CodeX
Published in

CodeX

Solving the Data Problem with Context Linking

Photo by Shahadat Rahman on Unsplash

We have a problem with data. Without context, data is just bits and bytes.

This article explores a novel paradigm for tracking context and lineage alongside derived data.

It proposes the use of block chain technology, similar to the approach adopted for Non-Fungible Tokens, as a solution to the problem of how to track unconnected context and domain expertise to any dataset.

What is data?

Have you ever really thought about that? I mean in a philosophical ‘why-is-it-there’ kind of way. What really is data?

Everything our senses perceive is data, though its storage in our cranial wet stuff leaves something to be desired. Writing it down is a bit more reliable, especially when we write it down on a computer. When those notes are well-organized, we call them dataCassie Kosyrkov: Understanding Data

The challenge is that data can mean almost anything to anyone, especially when anyone can write it down.

Derived data

As soon as we apply a human interpretation by writing data down, or extracting it from its originating source, we have applied a derivation to data. Derived data here is anything other than the actual originating physical instance of each datum in its very earliest form.

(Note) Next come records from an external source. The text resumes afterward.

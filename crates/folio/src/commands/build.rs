//! Static site build command.

use std::path::{Path, PathBuf};

use anyhow::Result;
use folio_static::StaticBuilder;

use crate::config::ConfigFile;

/// Run the build command.
pub async fn run(config_path: &Path, output: Option<PathBuf>, minify: Option<bool>) -> Result<()> {
    tracing::info!("Building static site...");

    let config = ConfigFile::load(config_path)?.into_build_config(output, minify);

    let result = StaticBuilder::new(config).build().await?;

    tracing::info!(
        "Built {} pages with {} articles in {}ms",
        result.pages,
        result.articles,
        result.duration_ms
    );

    tracing::info!("Output: {}", result.output_dir.display());

    Ok(())
}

In other words: almost all data in existence is derived data!

… and almost all derived data was recorded by someone other than you.

Other People’s Data is Inherently Untrustworthy

The problem with other people’s derived data is that before we can know that it is a faithful and useful derivation from its origin(s) we must understand its context, and validate all of the derivations that have been applied across its lineage.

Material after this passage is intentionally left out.